Abstract
Abstract
Background
Cancellations of elective surgery cases are frequent and have significant negative consequences. It causes wasting of valuable resources, patient unhappiness, and psychological stress of patients. Despite this, little is known about the case cancellation and associated factors on the day of surgery in Ethiopia, particularly in the study area.
Objective
This study aimed to assess the magnitude of case cancellation and associated factors on the day of surgery in hospitals in Wolaita zone, South Ethiopia, from May 17 to June 17, 2023.
Methods
A hospital-based cross-sectional study involving 322 patients was conducted at Wolaita Sodo Zone, South Ethiopia.
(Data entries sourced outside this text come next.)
mod fetch;
mod pages;

use crumb::DebugEndpoint;

use crate::cli::{Cli, Commands};
use crate::error::Result;

pub async fn dispatch(cli: Cli) -> Result<()> {
    let Cli {
        verbose: _,
        endpoint,
        format,
        command,
    } = cli;

    let endpoint = DebugEndpoint::parse(&endpoint)?;
    let format = format.into();

    match command {
        Commands::Fetch {
            url,
            timeout_ms,
            disconnect,
        } => fetch::execute(&endpoint, &url, timeout_ms, disconnect, format).await,
        Commands::Pages => pages::execute(&endpoint, format).await,
    }
}
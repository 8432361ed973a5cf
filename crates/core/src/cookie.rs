//! Read-only cookie snapshots.

use chromiumoxide::Page;
use chromiumoxide::cdp::browser_protocol::network;
use serde::Serialize;

use crate::error::Result;

/// One cookie as the page saw it.
///
/// A snapshot taken after navigation; nothing here is ever written back to
/// the browser.
#[derive(Debug, Clone, Serialize)]
#[serde(rename_all = "camelCase")]
pub struct CookieRecord {
    pub name: String,
    pub value: String,
    pub domain: String,
    pub path: String,
    /// Unix timestamp in seconds; negative for session cookies.
    pub expires: f64,
    pub http_only: bool,
    pub secure: bool,
    pub session: bool,
}

impl CookieRecord {
    /// True when the cookie dies with the browser session.
    pub fn is_session(&self) -> bool {
        self.session || self.expires < 0.0
    }
}

impl From<network::Cookie> for CookieRecord {
    fn from(cookie: network::Cookie) -> Self {
        Self {
            name: cookie.name,
            value: cookie.value,
            domain: cookie.domain,
            path: cookie.path,
            expires: cookie.expires,
            http_only: cookie.http_only,
            secure: cookie.secure,
            session: cookie.session,
        }
    }
}

/// Cookies visible to `page`, in the order the browser returned them.
///
/// An empty vector is a valid result; callers decide how to report it.
pub async fn page_cookies(page: &Page) -> Result<Vec<CookieRecord>> {
    let cookies = page.get_cookies().await?;
    Ok(cookies.into_iter().map(Into::into).collect())
}
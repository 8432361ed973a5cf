use tracing_subscriber::EnvFilter;
use tracing_subscriber::fmt::writer::MakeWriterExt;

pub fn init_logging(verbosity: u8) {
    // 0 = errors/warnings only, 1 (-v) = progress detail, 2+ (-vv) = everything
    let filter = match verbosity {
        0 => "warn",
        1 => "info,chromiumoxide=warn",
        _ => "debug",
    };

    let env_filter = EnvFilter::try_from_default_env().unwrap_or_else(|_| EnvFilter::new(filter));

    // Log to stderr; stdout is reserved for the report
    let stderr = std::io::stderr.with_max_level(tracing::Level::TRACE);

    tracing_subscriber::fmt()
        .with_env_filter(env_filter)
        .with_writer(stderr)
        .with_target(true)
        .with_level(true)
        .compact()
        .init();
}
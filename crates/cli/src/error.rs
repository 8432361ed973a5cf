use thiserror::Error;

pub type Result<T> = std::result::Result<T, CliError>;

#[derive(Debug, Error)]
pub enum CliError {
    #[error(transparent)]
    Core(#[from] crumb::Error),

    #[error(transparent)]
    Json(#[from] serde_json::Error),
}
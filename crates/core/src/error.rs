use thiserror::Error;

pub type Result<T> = std::result::Result<T, Error>;

#[derive(Debug, Error)]
pub enum Error {
    #[error("invalid debugging endpoint: {0}")]
    InvalidEndpoint(String),

    #[error("debugging endpoint {endpoint} is not reachable")]
    EndpointUnreachable {
        endpoint: String,
        #[source]
        source: reqwest::Error,
    },

    #[error("unexpected response from {endpoint}: {reason}")]
    Handshake { endpoint: String, reason: String },

    #[error("browser attach failed")]
    Attach(#[source] chromiumoxide::error::CdpError),

    #[error("navigation failed: {url}")]
    Navigation {
        url: String,
        #[source]
        source: chromiumoxide::error::CdpError,
    },

    #[error("navigation did not settle within {ms}ms: {url}")]
    IdleTimeout { url: String, ms: u64 },

    #[error(transparent)]
    Cdp(#[from] chromiumoxide::error::CdpError),
}
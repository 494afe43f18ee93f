//! Patient record.
//!
//! # Invariants
//! - A patient belongs to exactly one user (the owner never changes).
//! - `created_at` is set at creation and immutable thereafter.
//! - `age` is a non-negative integer.

use chrono::{DateTime, Utc};
use serde::{Deserialize, Serialize};

use caremap_core::fields;
use caremap_core::{DomainResult, FieldErrors, Owned, PatientId, UserId};

/// A patient record owned by a single user.
#[derive(Debug, Clone, PartialEq, Eq, Serialize, Deserialize)]
pub struct Patient {
    pub id: PatientId,
    pub owner: UserId,
    pub name: String,
    pub age: u32,
    pub email: String,
    pub phone: String,
    pub created_at: DateTime<Utc>,
}

impl Owned for Patient {
    fn owner(&self) -> UserId {
        self.owner
    }
}

/// Client-supplied fields for creating a patient.
///
/// `age` is signed on purpose: a negative value must surface as a field-level
/// validation error, not a body-decoding failure.
#[derive(Debug, Clone, Deserialize)]
pub struct PatientDraft {
    pub name: String,
    pub age: i64,
    pub email: String,
    pub phone: String,
}

impl PatientDraft {
    /// Validate and materialize the draft under the given owner.
    ///
    /// The owner is always server-assigned; a draft can never name one.
    pub fn into_patient(self, owner: UserId, now: DateTime<Utc>) -> DomainResult<Patient> {
        let mut errors = FieldErrors::new();

        let name = fields::required(&mut errors, "name", &self.name);
        fields::max_length(&mut errors, "name", &name, 100);
        let age = fields::non_negative(&mut errors, "age", self.age);
        let email = fields::email(&mut errors, "email", &self.email);
        let phone = fields::required(&mut errors, "phone", &self.phone);
        fields::max_length(&mut errors, "phone", &phone, 10);

        errors.into_result()?;

        Ok(Patient {
            id: PatientId::new(),
            owner,
            name,
            age,
            email,
            phone,
            created_at: now,
        })
    }
}

/// Partial update for a patient; `None` fields are left untouched.
#[derive(Debug, Clone, Default, Deserialize)]
pub struct PatientUpdate {
    pub name: Option<String>,
    pub age: Option<i64>,
    pub email: Option<String>,
    pub phone: Option<String>,
}

impl PatientUpdate {
    /// Validate the populated fields and apply them to an existing record.
    ///
    /// `id`, `owner` and `created_at` are immutable and never touched.
    pub fn apply_to(self, patient: &mut Patient) -> DomainResult<()> {
        let mut errors = FieldErrors::new();

        let name = self.name.map(|v| {
            let v = fields::required(&mut errors, "name", &v);
            fields::max_length(&mut errors, "name", &v, 100);
            v
        });
        let age = self.age.map(|v| fields::non_negative(&mut errors, "age", v));
        let email = self.email.map(|v| fields::email(&mut errors, "email", &v));
        let phone = self.phone.map(|v| {
            let v = fields::required(&mut errors, "phone", &v);
            fields::max_length(&mut errors, "phone", &v, 10);
            v
        });

        errors.into_result()?;

        if let Some(v) = name {
            patient.name = v;
        }
        if let Some(v) = age {
            patient.age = v;
        }
        if let Some(v) = email {
            patient.email = v;
        }
        if let Some(v) = phone {
            patient.phone = v;
        }
        Ok(())
    }
}

#[cfg(test)]
mod tests {
    use super::*;
    use caremap_core::DomainError;

    fn draft() -> PatientDraft {
        PatientDraft {
            name: "Bob".to_string(),
            age: 30,
            email: "bob@x.com".to_string(),
            phone: "1234567890".to_string(),
        }
    }

    #[test]
    fn valid_draft_materializes() {
        let owner = UserId::new();
        let now = Utc::now();
        let patient = draft().into_patient(owner, now).unwrap();

        assert_eq!(patient.owner, owner);
        assert_eq!(patient.name, "Bob");
        assert_eq!(patient.age, 30);
        assert_eq!(patient.created_at, now);
    }

    #[test]
    fn negative_age_is_a_field_error() {
        let mut d = draft();
        d.age = -5;

        let err = d.into_patient(UserId::new(), Utc::now()).unwrap_err();
        let DomainError::Validation(errors) = err else {
            panic!("expected validation error");
        };
        assert!(errors.iter().any(|e| e.field == "age"));
    }

    #[test]
    fn blank_name_and_long_phone_are_field_errors() {
        let mut d = draft();
        d.name = "  ".to_string();
        d.phone = "12345678901".to_string();

        let err = d.into_patient(UserId::new(), Utc::now()).unwrap_err();
        let DomainError::Validation(errors) = err else {
            panic!("expected validation error");
        };
        assert!(errors.iter().any(|e| e.field == "name"));
        assert!(errors.iter().any(|e| e.field == "phone"));
    }

    #[test]
    fn update_leaves_immutable_fields_alone() {
        let owner = UserId::new();
        let now = Utc::now();
        let mut patient = draft().into_patient(owner, now).unwrap();
        let id = patient.id;

        let update = PatientUpdate {
            name: Some("Robert".to_string()),
            age: None,
            email: None,
            phone: None,
        };
        update.apply_to(&mut patient).unwrap();

        assert_eq!(patient.name, "Robert");
        assert_eq!(patient.age, 30);
        assert_eq!(patient.id, id);
        assert_eq!(patient.owner, owner);
        assert_eq!(patient.created_at, now);
    }

    #[test]
    fn update_rejects_invalid_fields_without_applying() {
        let mut patient = draft().into_patient(UserId::new(), Utc::now()).unwrap();

        let update = PatientUpdate {
            name: Some("Robert".to_string()),
            age: Some(-1),
            email: None,
            phone: None,
        };
        assert!(update.apply_to(&mut patient).is_err());
        // Nothing applied on failure, including the valid field.
        assert_eq!(patient.name, "Bob");
    }
}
All elective surgical cases scheduled during the study period were included. The entire number of participants was selected using a systematic random sampling process. Epidata V.3 was used to enter data, and SPSS V.25 was used to analyze it. Binary logistic regression was used to check for a possible association. P-values < 0.05 and 95% CI were used on multi-variable analysis as the threshold for the significant statistical association.
Result
A total of 313 study participants were scheduled for elective surgical procedures during the study period and gave a response rate of 97.2%. The mean (± SD) age of the study participants was 39.18 (± 10.64) years. The two-third of patients, 53(64%) were rural residents, and more than half (178, or 55.3%) of the participants were female. This finding showed that the case cancellation was 22.4% (95% CI: 19.3 -25.9%). Among the total canceled cases, 49(58.3%) were males. Variables like rural residence (AOR = 3.48 95% CI: 1.22–9.95), Lack of lab result (AOR = 2.33, 95%CI:1.20–4.51), ophthalmology dept. (AOR = 2.53 95% CI:1.52–4.49), HTN (AOR = 2.53, 95% CI:1.52–4.49), patient refusal (AOR = 3.01 95% CI:1.22–5.05), and age b/n 31 and 43 (AOR = 1.50, 95% CI:1.02–2.01) were significantly associated factors with cancellation of elective surgical cases.
Conclusion
In this study schedule of case cancellation was high. The contributing factors of case cancellation were rural residence, Lack of lab results, ophthalmology dept, HTN, patient refusal, and age. To decrease unnecessary cancellations and increase cost efficiency, hospital administration and medical staff must plan ahead carefully, communicate effectively, and make efficient use of hospital resources.